A survey of 20,575 university students, published today by the education and technology not-for-profit Jisc, provides a snapshot of technology in education in early 2020.
Responding shortly before and just after campuses locked down, students told us in no uncertain terms that they needed greater support to develop digital skills. Only half (51 per cent) agreed they receive guidance about digital skills, and a quarter (23 per cent) felt unable to rate the quality of digital teaching and learning on their course as ‘good’, ‘excellent’ or ‘best imaginable’.
Since then, it’s been quite a year. Digital education became, quite suddenly, the focus for all universities as they rushed to move teaching and learning online in response to Covid-19 campus closures. I hope the experiences of the 11 per cent of students that, at the start of the year, couldn’t agree that they had access to online course materials whenever they needed them, and of the 44 per cent that said they never work online with other learners, have changed. But for that to be meaningful, universities must provide ongoing support and develop digital capabilities and confidence for students as well as staff. This is not about short-term sticking plaster solutions.
Transformation, not translation
From course delivery to living conditions and social interactions, learners’ pre-pandemic expectations of university will not be met this term. But, if institutions embrace digital, students’ experiences could be richer, more supported, and more flexible.
The challenge now is to go beyond the minimum; universities still face a steep learning curve if they are to fully realise the benefits of digital tools and technologies and deliver those to students. It’s not about translation, shifting face-to-face methods into an online environment; it’s transformation, building digital into course and assessment design and the student experience.
To achieve that, universities will have to work in partnership with their students, asking questions about their digital experiences, listening to feedback, and rethinking approaches and support in response. Some of that is happening already: in the Jisc survey, 60 per cent of HE students rated the quality of support they receive to develop their digital skills as ‘good’, ‘excellent’ or ‘best imaginable’, suggesting some universities are making steps in the right direction. But more must be done: only a third (34 per cent) agree their organisation provides the chance to assess their digital skills, and 21 per cent of students say they did not discuss their digital skills either during induction, during one-to-one sessions with tutors, in lectures and classes or with other students.
An equitable experience
Now is the time for universities to look carefully at their digital offer, scrutinising how they can support students to have an equitable learning experience online compared to in person, and making sure that lectures and resources can be accessed and engaged with, regardless of the student’s location. The pace change prompted by Covid-19 is an opportunity to rethink approaches to teaching and learning, providing experiences that are more interactive, engaging and collaborative – it isn’t about replicating lectures online.

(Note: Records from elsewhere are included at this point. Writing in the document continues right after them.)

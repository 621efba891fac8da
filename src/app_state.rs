use crate::notifier::Notifier;
use crate::store::TaskStore;

#[derive(Clone)]
pub struct AppState {
    pub store: TaskStore,
    pub notifier: Notifier,
}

Further, we can’t assume that all students, once they leave university campus, have a secure place to study, access to the devices they need, and reliable wifi – or that they know how to use all the different technologies they’re now being asked to use in a way that will maximise their learning experience. It’s therefore crucial that they have all this on campus, yet 19 per cent of the 20,575 HE students surveyed – 3,909 people – weren’t able to say they have access to reliable wifi on campus. Institutions must urgently evaluate where they are in this digital journey and see how they can support students to become more digitally enabled and digitally capable.
The year ahead
There’s no question that this is a challenging time for universities – especially those that were at the start of their digital journey when Covid-19 first hit the UK. That’s why Jisc created a toolkit to help universities and colleges support arriving students, and worked with the NUS to build a benchmarking tool to help institutions build on their baseline offer to see what they can – and arguably should – aim for when delivering a high-quality digital experience. Only a handful of UK universities could honestly say they currently meet those benchmarks.

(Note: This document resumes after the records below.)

// =============================================================================
// Relative Strength Index (RSI) — Wilder's Smoothing
// =============================================================================
//
// RSI measures the speed and magnitude of recent price changes to evaluate
// whether an asset is overbought or oversold.
//
// Step 1 — Compute price changes (deltas) from consecutive closes.
// Step 2 — Split into gains (positive part) and losses (negative part).
// Step 3 — Wilder-smooth both with alpha = 1/period, seeded by the first delta.
// Step 4 — RS  = avg_gain / avg_loss
//          RSI = 100 - 100 / (1 + RS)
//
// Stochastic RSI rescales RSI into [0, 100] against its own rolling range and
// smooths the result twice with simple averages (%K, then %D).
// =============================================================================

use super::smoothing::{diff, rma, rolling_max, rolling_min, safe_div, sma, zip_with, Series};

/// Full RSI series for `closes`; the first bar is undefined.
pub fn calculate_rsi(closes: &[f64], period: usize) -> Series {
    let deltas = diff(closes);
    let gains: Series = deltas.iter().map(|d| d.map(|d| d.max(0.0))).collect();
    let losses: Series = deltas.iter().map(|d| d.map(|d| (-d).max(0.0))).collect();

    let avg_gain = rma(&gains, period);
    let avg_loss = rma(&losses, period);

    zip_with(&avg_gain, &avg_loss, rsi_from_averages)
}

/// Convert average gain / average loss into an RSI value in [0, 100].
///
/// - Average loss zero => 100.0 (this includes a market with no movement).
/// - Average gain zero with losses present => 0.0.
pub fn rsi_from_averages(avg_gain: f64, avg_loss: f64) -> Option<f64> {
    let rsi = if avg_loss == 0.0 {
        100.0
    } else if avg_gain == 0.0 {
        0.0
    } else {
        let rs = avg_gain / avg_loss;
        100.0 - 100.0 / (1.0 + rs)
    };

    rsi.is_finite().then_some(rsi)
}

/// %K and %D lines of the Stochastic RSI.
#[derive(Debug, Clone)]
pub struct StochRsi {
    pub k: Series,
    pub d: Series,
}

/// Stochastic RSI over an existing RSI series.
///
/// A flat RSI window (max == min) has no defined position and is undefined.
pub fn calculate_stoch_rsi(rsi: &[Option<f64>], period: usize, k: usize, d: usize) -> StochRsi {
    let lowest = rolling_min(rsi, period);
    let highest = rolling_max(rsi, period);

    let stoch: Series = rsi
        .iter()
        .zip(lowest.iter().zip(&highest))
        .map(|(r, (lo, hi))| match (r, lo, hi) {
            (Some(r), Some(lo), Some(hi)) => safe_div(r - lo, hi - lo).map(|x| x * 100.0),
            _ => None,
        })
        .collect();

    let k_line = sma(&stoch, k);
    let d_line = sma(&k_line, d);

    StochRsi {
        k: k_line,
        d: d_line,
    }
}

// =============================================================================
// Unit Tests
// =============================================================================
#[cfg(test)]
mod tests {
    use super::*;

    #[test]
    fn rsi_first_bar_undefined() {
        let rsi = calculate_rsi(&[1.0, 2.0, 3.0], 14);
        assert_eq!(rsi.len(), 3);
        assert_eq!(rsi[0], None);
        assert!(rsi[1].is_some());
    }

    #[test]
    fn rsi_all_gains() {
        let closes: Vec<f64> = (1..=30).map(|x| x as f64).collect();
        for v in calculate_rsi(&closes, 14).into_iter().flatten() {
            assert!((v - 100.0).abs() < 1e-10, "expected 100.0, got {v}");
        }
    }

    #[test]
    fn rsi_all_losses() {
        let closes: Vec<f64> = (1..=30).rev().map(|x| x as f64).collect();
        for v in calculate_rsi(&closes, 14).into_iter().flatten() {
            assert!(v.abs() < 1e-10, "expected 0.0, got {v}");
        }
    }

    #[test]
    fn rsi_flat_market_is_100() {
        // Zero average loss => 100, even with zero average gain.
        let closes = vec![100.0; 30];
        let rsi = calculate_rsi(&closes, 14);
        assert_eq!(rsi[29], Some(100.0));
    }

    #[test]
    fn rsi_range_check() {
        let closes = vec![
            44.34, 44.09, 44.15, 43.61, 44.33, 44.83, 45.10, 45.42, 45.84, 46.08, 45.89, 46.03,
            44.18, 44.22, 44.57, 43.42, 42.66, 43.13,
        ];
        for v in calculate_rsi(&closes, 14).into_iter().flatten() {
            assert!((0.0..=100.0).contains(&v), "RSI {v} out of range");
        }
    }

    #[test]
    fn rsi_matches_hand_computed_wilder() {
        // deltas: +2, -1 ; period 2 => alpha 0.5
        // gain: 2, then 0.5*0 + 0.5*2 = 1 ; loss: 0, then 0.5*1 + 0.5*0 = 0.5
        let rsi = calculate_rsi(&[10.0, 12.0, 11.0], 2);
        assert_eq!(rsi[1], Some(100.0));
        let expected = 100.0 - 100.0 / (1.0 + 1.0 / 0.5);
        assert!((rsi[2].unwrap() - expected).abs() < 1e-10);
    }

    #[test]
    fn rsi_from_averages_edges() {
        assert_eq!(rsi_from_averages(0.0, 0.0), Some(100.0));
        assert_eq!(rsi_from_averages(1.0, 0.0), Some(100.0));
        assert_eq!(rsi_from_averages(0.0, 1.0), Some(0.0));
        assert_eq!(rsi_from_averages(1.0, 1.0), Some(50.0));
    }

    #[test]
    fn stoch_rsi_flat_rsi_is_undefined() {
        let rsi = vec![Some(100.0); 30];
        let st = calculate_stoch_rsi(&rsi, 14, 3, 3);
        assert!(st.k.iter().all(Option::is_none));
        assert!(st.d.iter().all(Option::is_none));
    }

    #[test]
    fn stoch_rsi_bounds() {
        let closes: Vec<f64> = (0..120)
            .map(|i| 100.0 + (i as f64 * 0.4).sin() * 8.0 + i as f64 * 0.05)
            .collect();
        let rsi = calculate_rsi(&closes, 14);
        let st = calculate_stoch_rsi(&rsi, 14, 3, 3);
        let k = st.k.iter().flatten().count();
        assert!(k > 0);
        for v in st.k.iter().chain(&st.d).flatten() {
            assert!((0.0..=100.0).contains(v), "stoch {v} out of range");
        }
        // %D needs two more bars than %K.
        let first_k = st.k.iter().position(Option::is_some).unwrap();
        let first_d = st.d.iter().position(Option::is_some).unwrap();
        assert_eq!(first_d, first_k + 2);
    }
}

We’ve seen great progress in the past six months, but universities must now embed digital for the long term. There’s no going back; the student experience has changed, and while that remains a challenge, there are positives to embrace.
A webinar exploring the survey results is taking place on Wednesday 16 September, and universities can register interest in running Jisc’s Student digital experience insights surveys from October 2021
Lots of imperatives and blanket statements about deficit in universities’ capabilities here, but these don’t constitute a strong rationale for why universities need digital education longer term. Just to be clear, I think we absolutely do need good digital education. But we need compelling arguments for the advantages this brings our students, institutions and communities, not yet another ‘universities must catch up’ and ‘teachers aren’t good enough’ narrative.
A agree with Sian: this is a poorly argued piece.
I appreciate that the Head of Data and Digital Capability at Jisc has a job to do, but if university senior management are really swayed by this kind of lobbing over the substantial arguments of educationalists and career teachers then all is lost.